◆ **Exercise aim**: Report all lines of the data below that hold the word "running".

Collected data
· · ·

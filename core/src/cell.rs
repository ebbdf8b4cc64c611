use serde::{Deserialize, Serialize};

/// State of a single board cell.
///
/// The discriminants are the integers used by the level encoding.
#[derive(Copy, Clone, Debug, Default, PartialEq, Eq, Hash, Serialize, Deserialize)]
#[repr(u8)]
pub enum Cell {
    #[default]
    Empty = 0,
    Visited = 1,
    Wall = 2,
}

impl Cell {
    pub const fn code(self) -> u8 {
        self as u8
    }

    pub const fn is_wall(self) -> bool {
        matches!(self, Self::Wall)
    }

    pub const fn is_visited(self) -> bool {
        matches!(self, Self::Visited)
    }
}

impl TryFrom<u8> for Cell {
    type Error = u8;

    fn try_from(code: u8) -> core::result::Result<Self, Self::Error> {
        match code {
            0 => Ok(Self::Empty),
            1 => Ok(Self::Visited),
            2 => Ok(Self::Wall),
            other => Err(other),
        }
    }
}

#[cfg(test)]
mod tests {
    use super::*;

    #[test]
    fn codes_follow_declaration_order() {
        assert_eq!(Cell::Empty.code(), 0);
        assert_eq!(Cell::Visited.code(), 1);
        assert_eq!(Cell::Wall.code(), 2);
        assert_eq!(Cell::try_from(2), Ok(Cell::Wall));
        assert_eq!(Cell::try_from(3), Err(3));
    }
}
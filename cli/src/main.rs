use std::io::{self, BufRead};
use std::path::{Path, PathBuf};

use anyhow::{Context, Result};
use clap::{Parser, Subcommand};
use pathdraw_core::{Coord2, GameConfig, LevelEditor, Session, level};
use tracing_subscriber::EnvFilter;

use keys::KeyAction;

mod keys;
mod render;

#[derive(Parser, Debug)]
#[command(name = "pathdraw", version, about, long_about = None)]
struct Args {
    /// What log level to use
    #[command(flatten)]
    verbose: clap_verbosity_flag::Verbosity,

    #[command(subcommand)]
    command: Command,
}

#[derive(Subcommand, Debug)]
enum Command {
    /// Draw a path through the board
    Play {
        /// Board configuration (TOML)
        #[arg(short, long)]
        config: Option<PathBuf>,

        /// Level file whose walls replace the configured obstacles
        #[arg(short, long)]
        level: Option<PathBuf>,

        /// Start cell as ROW,COL
        #[arg(short, long, value_parser = parse_coords)]
        start: Option<Coord2>,

        /// Keys to replay; reads lines from stdin when omitted
        keys: Vec<String>,
    },

    /// Paint walls and save the layout as a level file
    Edit {
        /// Level file to start from
        #[arg(long)]
        load: Option<PathBuf>,

        #[arg(long, default_value_t = GameConfig::DEFAULT_SIZE.0)]
        rows: u8,

        #[arg(long, default_value_t = GameConfig::DEFAULT_SIZE.1)]
        cols: u8,

        /// Cell to toggle as ROW,COL, may be repeated
        #[arg(short, long = "toggle", value_parser = parse_coords)]
        toggles: Vec<Coord2>,

        /// Where to save the level; printed to stdout when omitted
        #[arg(short, long)]
        out: Option<PathBuf>,
    },

    /// Print a level file
    Show { level: PathBuf },
}

fn parse_coords(text: &str) -> Result<Coord2, String> {
    let (row, col) = text
        .split_once(',')
        .ok_or_else(|| format!("expected ROW,COL, got {text:?}"))?;
    let row = row.trim().parse().map_err(|err| format!("bad row: {err}"))?;
    let col = col.trim().parse().map_err(|err| format!("bad column: {err}"))?;
    Ok((row, col))
}

fn init_logging(verbose: &clap_verbosity_flag::Verbosity) {
    let level = verbose.log_level_filter().to_string().to_lowercase();
    tracing_subscriber::fmt()
        .with_env_filter(
            EnvFilter::try_from_default_env().unwrap_or_else(|_| EnvFilter::new(level)),
        )
        .with_writer(io::stderr)
        .init();
}

fn read_file(path: &Path) -> Result<String> {
    std::fs::read_to_string(path).with_context(|| format!("Could not read {}", path.display()))
}

fn load_config(
    config: Option<&Path>,
    level_path: Option<&Path>,
    start: Option<Coord2>,
) -> Result<GameConfig> {
    let base = match config {
        Some(path) => toml::from_str(&read_file(path)?)
            .with_context(|| format!("Invalid configuration in {}", path.display()))?,
        None => GameConfig::default(),
    };
    let start = start.unwrap_or(base.start());

    let config = match level_path {
        Some(path) => {
            let grid = level::decode(&read_file(path)?)
                .with_context(|| format!("Could not load level {}", path.display()))?;
            GameConfig::from_level(&grid, start)?
        }
        None => GameConfig::new(base.size(), start, base.obstacles().clone())?,
    };
    log::debug!("config: {:?}", config);
    Ok(config)
}

#[derive(Copy, Clone, Debug, PartialEq, Eq)]
struct Applied {
    /// False once quit was requested.
    running: bool,
    /// Some input changed the board.
    updated: bool,
}

/// Feeds actions to the session, stopping early on quit.
fn apply_actions(session: &mut Session, actions: Vec<KeyAction>) -> Applied {
    let mut updated = false;
    for action in actions {
        match action {
            KeyAction::Quit => {
                return Applied {
                    running: false,
                    updated,
                };
            }
            KeyAction::Apply(input) => {
                let outcome = session.handle(input);
                log::debug!("{:?}: {:?}", input, outcome);
                updated |= outcome.has_update();
            }
        }
    }
    Applied {
        running: true,
        updated,
    }
}

fn play(config: GameConfig, replay: &[String]) -> Result<()> {
    let mut session = Session::new(&config);

    if !replay.is_empty() {
        let actions = replay.iter().flat_map(|key| keys::parse_token(key)).collect();
        apply_actions(&mut session, actions);
        print!("{}", render::render_state(session.state()));
        return Ok(());
    }

    print!("{}", render::render_state(session.state()));
    for line in io::stdin().lock().lines() {
        let line = line.context("Could not read input")?;
        let applied = apply_actions(&mut session, keys::parse_line(&line));
        if applied.updated {
            print!("{}", render::render_state(session.state()));
        }
        if !applied.running {
            break;
        }
    }
    Ok(())
}

fn edit(load: Option<&Path>, size: Coord2, toggles: &[Coord2], out: Option<&Path>) -> Result<()> {
    let mut editor = match load {
        Some(path) => {
            let mut editor = LevelEditor::default();
            editor
                .load(&read_file(path)?)
                .with_context(|| format!("Could not load level {}", path.display()))?;
            editor
        }
        None => LevelEditor::new(size.0, size.1)?,
    };

    for &coords in toggles {
        if !editor.toggle_wall(coords).has_update() {
            log::warn!("{:?} is outside the {:?} grid", coords, editor.grid().size());
        }
    }

    let text = editor.save()?;
    match out {
        Some(path) => {
            std::fs::write(path, text + "\n")
                .with_context(|| format!("Could not write {}", path.display()))?;
            print!("{}", render::render_grid(editor.grid()));
            log::info!("saved level to {}", path.display());
        }
        None => println!("{text}"),
    }
    Ok(())
}

fn show(path: &Path) -> Result<()> {
    let grid = level::decode(&read_file(path)?)
        .with_context(|| format!("Could not load level {}", path.display()))?;
    print!("{}", render::render_grid(&grid));
    println!(
        "{}x{} level, {} walls",
        grid.rows(),
        grid.cols(),
        grid.count(pathdraw_core::Cell::Wall)
    );
    Ok(())
}

fn main() -> Result<()> {
    let args = Args::parse();
    init_logging(&args.verbose);
    log::debug!("{:?}", args.command);

    match args.command {
        Command::Play {
            config,
            level,
            start,
            keys,
        } => play(load_config(config.as_deref(), level.as_deref(), start)?, &keys),
        Command::Edit {
            load,
            rows,
            cols,
            toggles,
            out,
        } => edit(load.as_deref(), (rows, cols), &toggles, out.as_deref()),
        Command::Show { level } => show(&level),
    }
}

· · ·

◆ **Output for this task**:
    running: bool,
                    running: false,
        running: true,
        if !applied.running {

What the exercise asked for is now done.